Kabylake hat sich nicht verschoben, das beweist deine Quelle. Und nicht nur die. Du musst folgendes tun, suche die älteste Roadmap mit Kabylake die du finden kannst, weil das der urspünglichste Plan ist, den wir haben. Dann wirst du leider feststellen müssen, dass Intels Kabylake Termine noch lange nicht erreicht sind. Die Behauptung von dir, Kabylake würde sich verspäten oder wäre bereits verspätet ist faktisch falsch. Eine Gegenquelle konntest du noch nicht liefern.


----------



## lalaker (5. Mai 2016)

Im Linux-Artikel habe ich "Mint" vermisst. Auch finde sich in dieser Ausgabe wieder nicht der angekündigte NT-Test. Im HW-Bereich tut sich im Moment ja nicht allzu viel, da hätte man die Ausgabe gut damit "füllen" können.


----------



## McZonk (5. Mai 2016)

Frage zum Kurztest von ASUS' Radeon Nano White (S. 30): Die Platine wurde durch ASUS nachkonstruiert und in Details verändert - betrifft das denn auch das VRM-Design? D.h. könnt ihr eine Aussage zur Zirp- und Fiepneigung machen, falls hier denn andere Komponenten verbaut worden sind? Die Referenzkarte ist hier ja leider vergleichsweise anfällig...


----------



## PCGH_Raff (5. Mai 2016)

McZonk schrieb:


> Frage zum Kurztest von ASUS' Radeon Nano White (S. 30): Die Platine wurde durch ASUS nachkonstruiert und in Details verändert - betrifft das denn auch das VRM-Design? D.h. könnt ihr eine Aussage zur Zirp- und Fiepneigung machen, falls hier denn andere Komponenten verbaut worden sind? Die Referenzkarte ist hier ja leider vergleichsweise anfällig...



Ahoi,

im Vergleich mit der AMD-Referenzkarte fiept die White genauso stark – überdurchschnittlich gemessen an anderen Karten. Steht so auch in der Testtabelle.  Ich habe die Karte nicht zerlegt.

MfG,
Raff


----------



## McZonk (5. Mai 2016)

Danke fürs rasche Feedback!

Hatte ich mir aufgrund des Testtabelleneintrages schon gedacht - sind dann vermutlich die identischen Komponenten vom Referenzdesign. Schade, hier liegt definitiv Verbesserungspotential brach.


----------



## Trefoil80 (10. Mai 2016)

lalaker schrieb:


> Im Linux-Artikel habe ich "Mint" vermisst.

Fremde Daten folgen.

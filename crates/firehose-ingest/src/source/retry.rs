//! Retry policy for upstream connections.
//!
//! [`RetryPolicy`] describes exponential backoff with optional full jitter,
//! bounded by an optional total time budget. [`retry_connect`] drives a
//! connection attempt through that policy while keeping the shared
//! [`ConnectionState`] up to date.
//!
//! ```text
//! cap(n)   = min(base_delay * 2^n, max_delay)
//! delay(n) = random(0 ..= cap(n))      with Jitter::Full
//!          = cap(n)                    with Jitter::None
//! ```

use super::state::{ConnectionState, SharedConnectionState};
use crate::{Error, Result};

use rand::Rng;
use std::future::Future;
use std::time::Duration;
use tokio::time::Instant;
use tokio_util::sync::CancellationToken;

/// Randomization applied to each backoff delay.
#[derive(Debug, Clone, Copy, PartialEq, Eq, Default)]
pub enum Jitter {
    /// Uniform in `[0, cap]`.
    #[default]
    Full,
    /// Exactly `cap`.
    None,
}

/// Exponential backoff configuration.
#[derive(Debug, Clone)]
pub struct RetryPolicy {
    /// Delay cap for the first retry.
    pub base_delay: Duration,

    /// Upper bound on any single delay.
    pub max_delay: Duration,

    /// Total time allowed for retrying. `None` retries forever.
    pub max_elapsed: Option<Duration>,

    /// Jitter strategy.
    pub jitter: Jitter,
}

impl Default for RetryPolicy {
    /// Upstream connect policy: 1s doubling to 5 min, full jitter, one hour
    /// budget.
    fn default() -> Self {
        Self {
            base_delay: Duration::from_secs(1),
            max_delay: Duration::from_secs(300),
            max_elapsed: Some(Duration::from_secs(3600)),
            jitter: Jitter::Full,
        }
    }
}

impl RetryPolicy {
    /// Policy for restarting a whole connect cycle: 1s doubling to 5 min,
    /// deterministic, unbounded.
    pub fn restart() -> Self {
        Self {
            base_delay: Duration::from_secs(1),
            max_delay: Duration::from_secs(300),
            max_elapsed: None,
            jitter: Jitter::None,
        }
    }

    /// Backoff cap before jitter for the given zero-based retry number.
    pub fn backoff_cap(&self, retry: u32) -> Duration {
        let factor = 2u32.saturating_pow(retry);
        self.base_delay.saturating_mul(factor).min(self.max_delay)
    }

    /// Delay before the given zero-based retry.
    pub fn delay(&self, retry: u32) -> Duration {
        let cap = self.backoff_cap(retry);
        match self.jitter {
            Jitter::None => cap,
            Jitter::Full => {
                let cap_ms = u64::try_from(cap.as_millis()).unwrap_or(u64::MAX);
                Duration::from_millis(rand::rng().random_range(0..=cap_ms))
            }
        }
    }

    /// Whether a failed attempt should be retried under this policy.
    pub fn is_retryable(&self, error: &Error) -> bool {
        error.is_retryable()
    }

    /// Begin a retry sequence.
    pub fn start(&self) -> Backoff {
        Backoff {
            policy: self.clone(),
            retries: 0,
            started: Instant::now(),
        }
    }
}

/// Progress through one retry sequence.
#[derive(Debug)]
pub struct Backoff {
    policy: RetryPolicy,
    retries: u32,
    started: Instant,
}

impl Backoff {
    /// Delay before the next retry, or `None` once the budget is spent.
    ///
    /// The final delay is truncated so the sequence never sleeps past the
    /// budget.
    pub fn next_delay(&mut self) -> Option<Duration> {
        let elapsed = self.started.elapsed();
        let mut delay = self.policy.delay(self.retries);

        if let Some(budget) = self.policy.max_elapsed {
            if elapsed >= budget {
                return None;
            }
            delay = delay.min(budget - elapsed);
        }

        self.retries = self.retries.saturating_add(1);
        Some(delay)
    }

    /// Retries scheduled so far.
    pub fn retries(&self) -> u32 {
        self.retries
    }

    /// Time since the sequence started.
    pub fn elapsed(&self) -> Duration {
        self.started.elapsed()
    }

    /// Start over, as after a healthy session.
    pub fn reset(&mut self) {
        self.retries = 0;
        self.started = Instant::now();
    }
}

/// Run `attempt` until it succeeds, fails permanently, exhausts the policy,
/// or shutdown is requested.
///
/// State transitions: `Connecting` before each attempt, `Streaming` on
/// success, `Backoff` while waiting, `Disconnected` on any terminal failure.
pub async fn retry_connect<T, F, Fut>(
    policy: &RetryPolicy,
    state: &SharedConnectionState,
    shutdown: &CancellationToken,
    mut attempt: F,
) -> Result<T>
where
    F: FnMut() -> Fut,
    Fut: Future<Output = Result<T>>,
{
    let mut backoff = policy.start();

    loop {
        if shutdown.is_cancelled() {
            state.set(ConnectionState::Disconnected);
            return Err(Error::Cancelled);
        }

        state.set(ConnectionState::Connecting);
        metrics::counter!("stream_connect_attempts_total").increment(1);

        let outcome = tokio::select! {
            biased;
            _ = shutdown.cancelled() => {
                state.set(ConnectionState::Disconnected);
                return Err(Error::Cancelled);
            }
            outcome = attempt() => outcome,
        };

        let error = match outcome {
            Ok(value) => {
                state.set(ConnectionState::Streaming);
                return Ok(value);
            }
            Err(e) if !policy.is_retryable(&e) => {
                state.set(ConnectionState::Disconnected);
                return Err(e);
            }
            Err(e) => e,
        };

        metrics::counter!("stream_connect_failures_total").increment(1);

        let Some(delay) = backoff.next_delay() else {
            state.set(ConnectionState::Disconnected);
            return Err(Error::ConnectionExhausted {
                attempts: backoff.retries() + 1,
                elapsed: backoff.elapsed(),
                last_error: error.to_string(),
            });
        };

        state.set(ConnectionState::Backoff);
        tracing::warn!(
            "Upstream connection failed (retry {}), backing off {:?}: {}",
            backoff.retries(),
            delay,
            error
        );

        tokio::select! {
            biased;
            _ = shutdown.cancelled() => {
                state.set(ConnectionState::Disconnected);
                return Err(Error::Cancelled);
            }
            _ = tokio::time::sleep(delay) => {}
        }
    }
}
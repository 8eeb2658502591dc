//! Firehose ingestion pipeline.
//!
//! This crate turns a push-style newline-delimited JSON feed into Parquet
//! batch files, optionally forwarding every record to a message bus.
//!
//! # Modules
//!
//! - [`source`] - Upstream connection, retry policy, connection state
//! - [`pipeline`] - Batch accumulator, Parquet writer, bus forwarder
//! - [`lifecycle`] - Ingestion loop and shutdown coordination
//!
//! # Architecture
//!
//! ```text
//! ┌────────────────────┐
//! │  StreamSupervisor  │  Authenticated HTTP stream, retried with backoff
//! └─────────┬──────────┘
//!           │ raw lines
//!           ▼
//! ┌────────────────────┐
//! │    decode_line     │  Blank and malformed lines are skipped
//! └─────────┬──────────┘
//!           │ Event
//!           ├──────────────────────────┐
//!           ▼                          ▼
//! ┌────────────────────┐     ┌────────────────────┐
//! │  BatchAccumulator  │     │    BusForwarder    │  Best effort
//! └─────────┬──────────┘     └────────────────────┘
//!           │ count / age / shutdown
//!           ▼
//! ┌────────────────────┐
//! │ ParquetBatchWriter │  tweets_<UTC timestamp>.parquet
//! └────────────────────┘
//! ```
//!
//! The Parquet files are the durable output. On shutdown the
//! [`LifecycleController`] flushes the pending batch and drains the bus
//! forwarder before the process exits.

pub mod error;
pub mod lifecycle;
pub mod pipeline;
pub mod source;

// Re-export commonly used types at crate root
pub use error::{Error, Result};

pub use lifecycle::{LifecycleController, LifecyclePhase, Pipeline, PipelineConfig, RunStats};

pub use pipeline::{
    BatchAccumulator, BatchSink, BatchWriterConfig, BusForwarder, ChannelForwarder, Compression,
    DrainReport, FlushPolicy, FlushTrigger, ForwarderConfig, NoopForwarder, ParquetBatchWriter,
    Publisher,
};

#[cfg(feature = "kafka")]
pub use pipeline::{KafkaConfig, KafkaPublisher};

pub use source::{
    ConnectionState, Connector, RecordStream, RetryPolicy, SharedConnectionState, StreamConfig,
    StreamSupervisor,
};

Dann hast Du nicht aufmerksam genug gelesen. Mint wurde in einem längeren Absatz erwähnt, im Ubuntu-Abschnitt unter dem Header "Populäres Derivat: Mint". Das ist für mich ok.
Hätte auch kein Problem, Ubuntu zu nutzen, aber die Unity-Oberfläche mag ich überhaupt nicht. Dann lieber Cinnamon (unter Mint).


----------



## wolflux (11. Mai 2016)

Klasse Ausgabe und alles interessanteThemen.
Gruss wolflux


----------



## PCGH_Raff (12. Mai 2016)

Liebe Leser,

vergesst bitte nicht die Umfragen: 

http://extreme.pcgameshardware.de/q...mes-hardware-06-2016-haben-euch-gefallen.html
oder bei Surveymonkey: PCGH 06/216: Umfrage Survey

Danke & beste Grüße,
Raff


----------



## Caduzzz (12. Mai 2016)

tsja..12. Mai, meine Ausgabe wird wohl nicht mehr ankommen. Feier- und Brückentage hin und her, besonders ärgerlich ist es, weil es jetzt schon das zweite mal passiert. 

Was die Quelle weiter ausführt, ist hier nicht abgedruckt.